### The task
Lines with the word "exclusion" in them are the ones to copy from the records.

### Records to process
//! Stable DTOs and IDs used across the ruleguard workspace.
//!
//! This crate is intentionally boring:
//! - resource identity (scope + name, case-insensitive)
//! - severity levels, outcomes, and the emitted rule record
//! - the target object model evaluated by the engine

#![forbid(unsafe_code)]

pub mod ids;
pub mod object;
pub mod record;

pub use ids::{ParseIdError, ResourceId, ResourceIdKind, SCOPE_SEPARATOR, STANDALONE_SCOPE};
pub use object::{ObjectShape, PropertyBag, Record, RecordField, TargetObject};
pub use record::{OutcomeCounts, RuleOutcome, RuleOutcomeReason, RuleRecord, SeverityLevel};
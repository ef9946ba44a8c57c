//! Rule filtering.
//!
//! A filter decides which rules a run executes. Order matters: exclusion wins
//! over inclusion, then tag and taxonomy label constraints narrow the set.

use std::collections::BTreeMap;

use globset::{GlobBuilder, GlobMatcher};
use tracing::debug;

use ruleguard_types::{ResourceId, ResourceIdKind};

use crate::error::ConfigError;
use crate::resource::Resource;

/// A named entry in the include or exclude list: matched against the
/// resource's bare name and every effective id, case-insensitively.
#[derive(Debug)]
struct NameEntry {
    raw: String,
    id: Option<ResourceId>,
}

impl NameEntry {
    fn new(raw: &str) -> Self {
        Self {
            raw: raw.to_string(),
            id: ResourceId::parse(raw, ResourceIdKind::Unknown).ok(),
        }
    }

    fn matches(&self, resource: &Resource) -> bool {
        if self.raw.eq_ignore_ascii_case(resource.id.name()) {
            return true;
        }
        match &self.id {
            Some(id) => resource.effective_ids().any(|(eid, _)| eid == *id),
            None => false,
        }
    }
}

fn has_wildcard(s: &str) -> bool {
    s.contains(['*', '?'])
}

#[derive(Debug, Default)]
pub struct RuleFilter {
    include: Vec<NameEntry>,
    wildcard: Option<GlobMatcher>,
    exclude: Vec<NameEntry>,
    tag: BTreeMap<String, String>,
    labels: BTreeMap<String, Vec<String>>,
}

impl RuleFilter {
    /// Build a filter from configured name lists and tag/label constraints.
    ///
    /// At most one include entry may carry a wildcard, and only when it is
    /// the sole entry.
    pub fn new(
        include: &[String],
        exclude: &[String],
        tag: BTreeMap<String, String>,
        labels: BTreeMap<String, Vec<String>>,
    ) -> Result<Self, ConfigError> {
        let mut wildcard = None;
        if include.iter().any(|entry| has_wildcard(entry)) {
            if include.len() > 1 {
                return Err(ConfigError::MultipleWildcardInclude(include.len()));
            }
            let pattern = &include[0];
            let glob = GlobBuilder::new(pattern)
                .case_insensitive(true)
                .build()
                .map_err(|source| ConfigError::InvalidIncludePattern {
                    pattern: pattern.clone(),
                    source,
                })?;
            wildcard = Some(glob.compile_matcher());
        }
        Ok(Self {
            include: if wildcard.is_some() {
                Vec::new()
            } else {
                include.iter().map(|e| NameEntry::new(e)).collect()
            },
            wildcard,
            exclude: exclude.iter().map(|e| NameEntry::new(e)).collect(),
            tag,
            labels,
        })
    }

    /// True when the resource survives exclusion, inclusion, and the tag and
    /// label constraints.
    pub fn matches(&self, resource: &Resource) -> bool {
        if self.exclude.iter().any(|entry| entry.matches(resource)) {
            debug!(rule = %resource.id, "rule excluded by name");
            return false;
        }
        if !self.included(resource) {
            debug!(rule = %resource.id, "rule not in include list");
            return false;
        }
        if !self.tag_match(resource) || !self.label_match(resource) {
            debug!(rule = %resource.id, "rule filtered by tag or label");
            return false;
        }
        true
    }

    fn included(&self, resource: &Resource) -> bool {
        if let Some(glob) = &self.wildcard {
            return glob.is_match(resource.id.name())
                || resource
                    .effective_ids()
                    .any(|(id, _)| glob.is_match(id.value()));
        }
        if self.include.is_empty() {
            return true;
        }
        self.include.iter().any(|entry| entry.matches(resource))
    }

    fn tag_match(&self, resource: &Resource) -> bool {
        if self.tag.is_empty() {
            return true;
        }
        let tags = &resource.metadata.tags;
        if self.tag.len() > tags.len() {
            return false;
        }
        self.tag.iter().all(|(key, want)| {
            tags.iter()
                .find(|(k, _)| k.eq_ignore_ascii_case(key))
                .is_some_and(|(_, have)| want == "*" || have.eq_ignore_ascii_case(want))
        })
    }

    fn label_match(&self, resource: &Resource) -> bool {
        if self.labels.is_empty() {
            return true;
        }
        let labels = &resource.metadata.labels;
        if self.labels.len() > labels.len() {
            return false;
        }
        self.labels.iter().all(|(key, want)| {
            labels
                .iter()
                .find(|(k, _)| k.eq_ignore_ascii_case(key))
                .is_some_and(|(_, have)| {
                    want.iter().any(|w| {
                        w == "*" || have.iter().any(|h| h.eq_ignore_ascii_case(w))
                    })
                })
        })
    }
}
use schemars::JsonSchema;
use serde::{Deserialize, Serialize};
use std::collections::BTreeMap;

/// `ruleguard.toml` schema v1.
///
/// This is a *user-facing* config model: it is intentionally permissive so forward-compat is easy.
#[derive(Clone, Debug, Default, PartialEq, Serialize, Deserialize, JsonSchema)]
pub struct RuleguardConfigV1 {
    /// Optional schema string for tooling (`ruleguard.config.v1`).
    #[serde(default, skip_serializing_if = "Option::is_none")]
    pub schema: Option<String>,

    /// Baseline id supplying default rule selection and configuration.
    #[serde(default, skip_serializing_if = "Option::is_none")]
    pub baseline: Option<String>,

    #[serde(default)]
    pub rule: RuleConfig,

    #[serde(default, rename = "override")]
    pub overrides: OverrideConfig,

    /// Free-form configuration values handed to the run.
    #[serde(default)]
    pub configuration: BTreeMap<String, serde_json::Value>,
}

/// Which rules a run executes.
#[derive(Clone, Debug, Default, PartialEq, Serialize, Deserialize, JsonSchema)]
pub struct RuleConfig {
    /// Rule names or ids to run; one entry may be a wildcard pattern.
    #[serde(default)]
    pub include: Vec<String>,

    /// Rule names or ids to skip; wins over include.
    #[serde(default)]
    pub exclude: Vec<String>,

    /// Required tags; value `*` accepts any value for the key.
    #[serde(default)]
    pub tag: BTreeMap<String, String>,

    /// Required taxonomy labels; each key maps to accepted values.
    #[serde(default)]
    pub labels: BTreeMap<String, Vec<String>>,
}

#[derive(Clone, Debug, Default, PartialEq, Serialize, Deserialize, JsonSchema)]
pub struct OverrideConfig {
    /// Map of rule name or id -> severity: `error`, `warning`, `information`.
    #[serde(default)]
    pub level: BTreeMap<String, String>,
}
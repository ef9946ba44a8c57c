//! Dependency graph construction and ordered execution.
//!
//! The builder performs a depth-first inclusion walk from filter-matched
//! items: transitive dependencies are pulled in even when they do not match
//! the filter themselves, since their outcome gates their dependents. A
//! visiting stack turns cyclic `dependsOn` chains into a configuration error
//! instead of unbounded recursion.
//!
//! Execution state lives in a [`GraphState`] arena owned by the caller, one
//! per walk, so a graph can be shared across concurrent evaluations.

use std::collections::HashMap;

use tracing::debug;

use ruleguard_types::ResourceId;

use crate::error::ConfigError;

/// An item that can participate in a dependency graph.
pub trait DependencyTarget {
    fn id(&self) -> &ResourceId;
    fn dependencies(&self) -> &[ResourceId];
}

/// Items indexed by id, pending graph construction.
#[derive(Debug)]
pub struct DependencyTargetCollection<T> {
    items: Vec<T>,
    index: HashMap<ResourceId, usize>,
}

impl<T: DependencyTarget> DependencyTargetCollection<T> {
    pub fn new() -> Self {
        Self {
            items: Vec::new(),
            index: HashMap::new(),
        }
    }

    pub fn insert(&mut self, item: T) -> Result<(), ConfigError> {
        let id = item.id().clone();
        if self.index.contains_key(&id) {
            return Err(ConfigError::DuplicateResourceId { id });
        }
        self.index.insert(id, self.items.len());
        self.items.push(item);
        Ok(())
    }
}

impl<T: DependencyTarget> Default for DependencyTargetCollection<T> {
    fn default() -> Self {
        Self::new()
    }
}

/// Builds a [`DependencyGraph`] by selecting items and their transitive
/// dependencies in dependency-first order.
pub struct DependencyGraphBuilder<T> {
    collection: DependencyTargetCollection<T>,
    order: Vec<usize>,
    included: Vec<bool>,
    visiting: Vec<usize>,
}

impl<T: DependencyTarget> DependencyGraphBuilder<T> {
    pub fn new(collection: DependencyTargetCollection<T>) -> Self {
        let len = collection.items.len();
        Self {
            collection,
            order: Vec::new(),
            included: vec![false; len],
            visiting: Vec::new(),
        }
    }

    /// Include every item the filter accepts, plus transitive dependencies.
    pub fn include_matching(&mut self, filter: impl Fn(&T) -> bool) -> Result<(), ConfigError> {
        for at in 0..self.collection.items.len() {
            if filter(&self.collection.items[at]) {
                self.include_at(at)?;
            }
        }
        Ok(())
    }

    /// Include one item by id, plus transitive dependencies.
    pub fn include(&mut self, id: &ResourceId) -> Result<(), ConfigError> {
        let at = *self
            .collection
            .index
            .get(id)
            .ok_or_else(|| ConfigError::NotARule(id.clone()))?;
        self.include_at(at)
    }

    fn include_at(&mut self, at: usize) -> Result<(), ConfigError> {
        if self.included[at] {
            return Ok(());
        }
        if self.visiting.contains(&at) {
            let from = self.visiting[self.visiting.len() - 1];
            return Err(ConfigError::CircularDependency {
                from: self.collection.items[from].id().clone(),
                to: self.collection.items[at].id().clone(),
            });
        }
        self.visiting.push(at);
        for i in 0..self.collection.items[at].dependencies().len() {
            let dep = self.collection.items[at].dependencies()[i].clone();
            let dep_at = *self.collection.index.get(&dep).ok_or_else(|| {
                ConfigError::DependencyNotFound {
                    rule: self.collection.items[at].id().clone(),
                    dependency: dep.clone(),
                }
            })?;
            self.include_at(dep_at)?;
        }
        self.visiting.pop();
        self.included[at] = true;
        self.order.push(at);
        Ok(())
    }

    /// Finish, moving the included items into execution order.
    pub fn build(self) -> DependencyGraph<T> {
        // Map collection positions to graph positions.
        let mut position = HashMap::new();
        for (graph_at, &at) in self.order.iter().enumerate() {
            position.insert(at, graph_at);
        }

        let mut slots: Vec<Option<T>> = self.collection.items.into_iter().map(Some).collect();
        let mut nodes = Vec::with_capacity(self.order.len());
        let index = self.collection.index;
        for &at in &self.order {
            let item = slots[at].take();
            let item = match item {
                Some(item) => item,
                None => continue,
            };
            let deps = item
                .dependencies()
                .iter()
                .filter_map(|id| index.get(id))
                .filter_map(|at| position.get(at))
                .copied()
                .collect();
            nodes.push(Node { item, deps });
        }
        DependencyGraph { nodes }
    }
}

#[derive(Debug)]
struct Node<T> {
    item: T,
    // Graph positions of this node's dependencies; always earlier positions.
    deps: Vec<usize>,
}

/// Items in execution order: every dependency precedes its dependents.
#[derive(Debug)]
pub struct DependencyGraph<T> {
    nodes: Vec<Node<T>>,
}

impl<T: DependencyTarget> DependencyGraph<T> {
    pub fn len(&self) -> usize {
        self.nodes.len()
    }

    pub fn is_empty(&self) -> bool {
        self.nodes.is_empty()
    }

    pub fn iter(&self) -> impl Iterator<Item = &T> {
        self.nodes.iter().map(|n| &n.item)
    }

    /// A fresh state arena for one walk of this graph.
    pub fn new_state(&self) -> GraphState {
        GraphState(vec![ExecutionState::None; self.nodes.len()])
    }

    /// Walk nodes in execution order, marking dependency failures in `state`
    /// as it goes. The caller finalizes each yielded node with
    /// [`GraphState::pass`] or [`GraphState::fail`] before advancing.
    pub fn walk<'a>(&'a self, state: &'a mut GraphState) -> Walk<'a, T> {
        Walk {
            graph: self,
            state,
            at: 0,
        }
    }
}

/// Per-walk execution state of one node.
#[derive(Clone, Copy, Debug, Default, PartialEq, Eq)]
pub enum ExecutionState {
    #[default]
    None,
    Pass,
    Fail,
    DependencyFail,
}

impl ExecutionState {
    fn failed(&self) -> bool {
        matches!(self, ExecutionState::Fail | ExecutionState::DependencyFail)
    }
}

/// State arena for one walk. Transitions are monotonic: a node leaves `None`
/// once and never reverts.
#[derive(Debug)]
pub struct GraphState(Vec<ExecutionState>);

impl GraphState {
    pub fn get(&self, at: usize) -> ExecutionState {
        self.0[at]
    }

    pub fn pass(&mut self, at: usize) {
        self.transition(at, ExecutionState::Pass);
    }

    pub fn fail(&mut self, at: usize) {
        self.transition(at, ExecutionState::Fail);
    }

    fn skip(&mut self, at: usize) {
        self.transition(at, ExecutionState::DependencyFail);
    }

    fn transition(&mut self, at: usize, next: ExecutionState) {
        if self.0[at] == ExecutionState::None {
            self.0[at] = next;
        }
    }
}

/// One step of a graph walk.
#[derive(Debug)]
pub struct WalkItem<'a, T> {
    pub index: usize,
    pub item: &'a T,
    /// True when a dependency failed; the node was marked `DependencyFail`
    /// and must not be evaluated.
    pub skipped: bool,
}

pub struct Walk<'a, T> {
    graph: &'a DependencyGraph<T>,
    state: &'a mut GraphState,
    at: usize,
}

impl<T> Walk<'_, T> {
    /// Finalize a yielded node as passed.
    pub fn pass(&mut self, at: usize) {
        self.state.pass(at);
    }

    /// Finalize a yielded node as failed; dependents will be skipped.
    pub fn fail(&mut self, at: usize) {
        self.state.fail(at);
    }
}

impl<'a, T: DependencyTarget> Iterator for Walk<'a, T> {
    type Item = WalkItem<'a, T>;

    fn next(&mut self) -> Option<Self::Item> {
        let at = self.at;
        let node = self.graph.nodes.get(at)?;
        self.at += 1;

        let skipped = node.deps.iter().any(|&dep| self.state.get(dep).failed());
        if skipped {
            self.state.skip(at);
            debug!(rule = %node.item.id(), "dependency failed, skipping");
        }
        Some(WalkItem {
            index: at,
            item: &node.item,
            skipped,
        })
    }
}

### Finished exercise
//! A filter decides which rules a run executes. Order matters: exclusion wins
    /// True when the resource survives exclusion, inclusion, and the tag and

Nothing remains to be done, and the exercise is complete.